Dave Pasirstein, Chief Product Officer and Head of Engineering at TruU, also endorses this view: “The primary countermeasure to credential stuffing is multifactor authentication (MFA), and one of the best multifactor approaches to eliminate the credential stuffing attack vector is passwordless MFA.”

Credential stuffing amplifies data leaks and breaches by creating more compromised accounts

The New York OAG estimates there are some 15 billion compromised accounts being circulated across the internet, and that number has increased exponentially thanks in large part to credential stuffing attacks. One compromised username and password leaked in a data breach could turn into five, ten or even a hundred if that person re-uses those credentials across multiple sites.
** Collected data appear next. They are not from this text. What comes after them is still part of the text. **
#![deny(missing_docs)]
//! Ephemeral task pod manager for the Brain (spec §4.9).
//!
//! `dispatch` validates mounts, builds an isolated workload spec, creates
//! it in the cluster, persists a `running` row, and spawns a listener
//! for the task's terminal result. `cancel` deletes the workload and
//! stops that listener.

mod error;
mod mount;
mod workload;

pub use error::TaskError;
pub use mount::{MountGrant, MountRequest};

use std::collections::HashMap;
use std::sync::{Arc, Mutex};
use std::time::Duration;

use brain_bus::{subjects, BusClient};
use brain_proto::bus::{TaskResult, TaskResultStatus};
use brain_store::Store;
use k8s_openapi::api::batch::v1::Job;
use kube::api::{Api, DeleteParams, PostParams, PropagationPolicy};
use tokio::task::JoinHandle;

/// Default active deadline when a request doesn't specify one (spec §4.9).
pub const DEFAULT_TIMEOUT: Duration = Duration::from_secs(1800);

/// Whether a task runs the full agent loop or a fixed script.
#[derive(Debug, Clone, Copy, PartialEq, Eq)]
pub enum TaskMode {
    /// Runs the agent loop inside the toolbox.
    Agent,
    /// Runs a fixed script inside the toolbox.
    Script,
}

impl TaskMode {
    /// Lowercase wire/env representation.
    pub fn as_str(self) -> &'static str {
        match self {
            TaskMode::Agent => "agent",
            TaskMode::Script => "script",
        }
    }
}

/// A request to dispatch one ephemeral task (spec §4.9).
pub struct TaskRequest {
    /// Optional named recipe the task was built from.
    pub recipe: Option<String>,
    /// Toolbox/image identifier the task runs in.
    pub toolbox: String,
    /// Agent loop or fixed script.
    pub mode: TaskMode,
    /// The task's natural-language or script goal.
    pub goal: String,
    /// Requested mounts, validated against the manager's allowlist.
    pub mounts: Vec<MountRequest>,
    /// Wall-clock deadline; defaults to [`DEFAULT_TIMEOUT`].
    pub timeout: Duration,
    /// CPU resource limit (Kubernetes quantity syntax).
    pub cpu_limit: String,
    /// Memory resource limit (Kubernetes quantity syntax).
    pub mem_limit: String,
}

impl TaskRequest {
    /// Build a request with the spec-mandated default timeout and
    /// conservative resource caps.
    pub fn new(toolbox: impl Into<String>, mode: TaskMode, goal: impl Into<String>) -> Self {
        Self {
            recipe: None,
            toolbox: toolbox.into(),
            mode,
            goal: goal.into(),
            mounts: Vec::new(),
            timeout: DEFAULT_TIMEOUT,
            cpu_limit: "1".to_string(),
            mem_limit: "512Mi".to_string(),
        }
    }
}

/// Manages ephemeral, isolated task pods. `mount_allowlist` is the
/// explicit allowlist every request's mounts are checked against; an
/// empty allowlist denies all mounts.
#[derive(Clone)]
pub struct TaskManager {
    store: Store,
    bus: BusClient,
    jobs: Api<Job>,
    mount_allowlist: Vec<String>,
    listeners: Arc<Mutex<HashMap<String, JoinHandle<()>>>>,
}

impl TaskManager {
    /// Build a task manager bound to one Kubernetes namespace.
    pub fn new(store: Store, bus: BusClient, kube_client: kube::Client, namespace: &str, mount_allowlist: Vec<String>) -> Self {
        Self {
            store,
            bus,
            jobs: Api::namespaced(kube_client, namespace),
            mount_allowlist,
            listeners: Arc::new(Mutex::new(HashMap::new())),
        }
    }

    /// Dispatch a new task pod. Returns the task id immediately; the
    /// pod runs and reports its result asynchronously.
    pub async fn dispatch(&self, request: TaskRequest) -> Result<String, TaskError> {
        let grants = mount::validate_mounts(&request.mounts, &self.mount_allowlist)?;

        let task_id = uuid::Uuid::new_v4().to_string();
        let job = workload::build_job(
            &task_id,
            &request.toolbox,
            request.mode,
            &request.goal,
            &grants,
            request.timeout,
            &request.cpu_limit,
            &request.mem_limit,
        );
        let job_name = job.metadata.name.clone().unwrap_or_default();

        let mounts_json = if request.mounts.is_empty() {
            None
        } else {
            Some(serde_json::to_value(
                grants
                    .iter()
                    .map(|g| serde_json::json!({"path": g.path, "readOnly": g.read_only}))
                    .collect::<Vec<_>>(),
            )?)
        };

        self.store
            .insert_task_pod(
                &task_id,
                request.recipe.as_deref(),
                &request.toolbox,
                request.mode.as_str(),
                &request.goal,
                mounts_json.as_ref(),
                &job_name,
            )
            .await?;

        self.jobs.create(&PostParams::default(), &job).await?;

        self.spawn_result_listener(task_id.clone()).await?;

        Ok(task_id)
    }

    async fn spawn_result_listener(&self, task_id: String) -> Result<(), TaskError> {
        let stream = self
            .bus
            .ensure_stream("tasks", vec![subjects::TASKS_RESULT_WILDCARD.to_string()])
            .await?;
        let consumer = self
            .bus
            .durable_consumer(
                &stream,
                &format!("task-result-{task_id}"),
                &subjects::task_result(&task_id),
                Duration::from_secs(30),
                5,
            )
            .await?;

        let store = self.store.clone();
        let listeners = self.listeners.clone();
        let id = task_id.clone();

        let handle = tokio::spawn(async move {
            loop {
                match consumer.next::<TaskResult>().await {
                    Ok(delivered) => {
                        let result = &delivered.payload;
                        let status = match result.status {
                            TaskResultStatus::Completed => "completed",
                            TaskResultStatus::Failed => "failed",
                            TaskResultStatus::Timeout => "timeout",
                        };
                        if let Err(err) = store
                            .complete_task_pod(
                                &id,
                                status,
                                result.result.as_ref(),
                                result.error.as_deref(),
                                result.duration_ms as i64,
                                result.files_changed.as_deref(),
                            )
                            .await
                        {
                            tracing::error!(task_id = %id, error = %err, "task: failed to persist terminal result");
                        }
                        delivered.ack().await.ok();
                        break;
                    }
                    Err(err) => {
                        tracing::error!(task_id = %id, error = %err, "task: result consumer error, retrying");
                    }
                }
            }
            listeners.lock().unwrap_or_else(|p| p.into_inner()).remove(&id);
        });

        self.listeners
            .lock()
            .unwrap_or_else(|p| p.into_inner())
            .insert(task_id, handle);
        Ok(())
    }

    /// Cancel a running task: delete its workload and stop listening for
    /// a result that will never arrive.
    pub async fn cancel(&self, task_id: &str) -> Result<(), TaskError> {
        let pod = self
            .store
            .get_task_pod(task_id)
            .await?
            .ok_or_else(|| TaskError::NotFound(task_id.to_string()))?;

        let delete_params = DeleteParams {
            propagation_policy: Some(PropagationPolicy::Background),
            ..Default::default()
        };
        self.jobs.delete(&pod.job_name, &delete_params).await?;

        if let Some(handle) = self
            .listeners
            .lock()
            .unwrap_or_else(|p| p.into_inner())
            .remove(task_id)
        {
            handle.abort();
        }

        self.store
            .complete_task_pod(task_id, "cancelled", None, Some("cancelled by caller"), 0, None)
            .await?;
        Ok(())
    }
}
Nasser Fattah, North America Steering Committee Chair for Shared Assessments, points out that most businesses still do not have their hands around the scope of available compromised accounts and personal data in the criminal underground: “Companies not doing threat intelligence simply fail to realize how much of their information, including customer information, is out there. Information such as credentials, account numbers, and other sensitive information. And many times the available information stems from a breach that might have happened elsewhere. For example, customers’ credentials – the same ones used to log on to financial, medical, and other sensitive sites – are being leaked from other sites, such as social media.”

Credential stuffing attacks are usually a bit more sophisticated than the traditional “brute force” attack trying the contents of a dictionary file against a login prompt. They are usually driven by bots, which spread the login attempts around geographically, create fake IP addresses and space out the use of particular usernames in an attempt to avoid automated defenses. The OAG points out that these attacks are based on lists of thousands, sometimes millions, of compromised accounts usually gathered together from previous breaches. Credential stuffing now focuses on finding places to reuse known good passwords rather than trying to blindly guess into an account.

In its talks with businesses about improving security measures, OAG found that a substantial amount had implemented the necessary tools but were using them the wrong way; for example, over 140,000 businesses had adopted multi-factor authentication but had set it up incorrectly. Another common mistake was misidentifying credential stuffing attacks as attempted denial-of-service (DDoS) attacks; engineers sometimes assume it is an ineffective attempt at a DDoS and turn their attention elsewhere.

Credential stuffing attacks have been on the rise in recent years, with some 193 billion attempts globally in 2020 (an increase of about 45% from 2019). The prolonged pandemic has fueled cyber crime of nearly all types, but credential stuffing has been given a particular boost by the increasing tendency of underground hackers to collate the contents of data breaches and even make them searchable for credential matches.

OAG monitored several online communities dealing in compromised accounts over a period of several months, reviewing thousands of posted messages that contained stolen credentials. #cybersecurity #respectdataClick to Tweet

Prior research has found that certain industries experience more credential stuffing attempts than others. Both digital and legacy media are the most popular targets for these attacks; video sharing sites were the #1 target in 2019 (according to research from Akamai), but newspapers and magazines were also quite popular. Attackers are usually seeking credit cards or digital payment information left on file, but may also settle for personal contact information that could be leveraged for phishing or other targeted scams. Some countries weather more of these types of attacks than others as well; the United States is the most popular target followed by France, Russia, the Netherlands and Germany.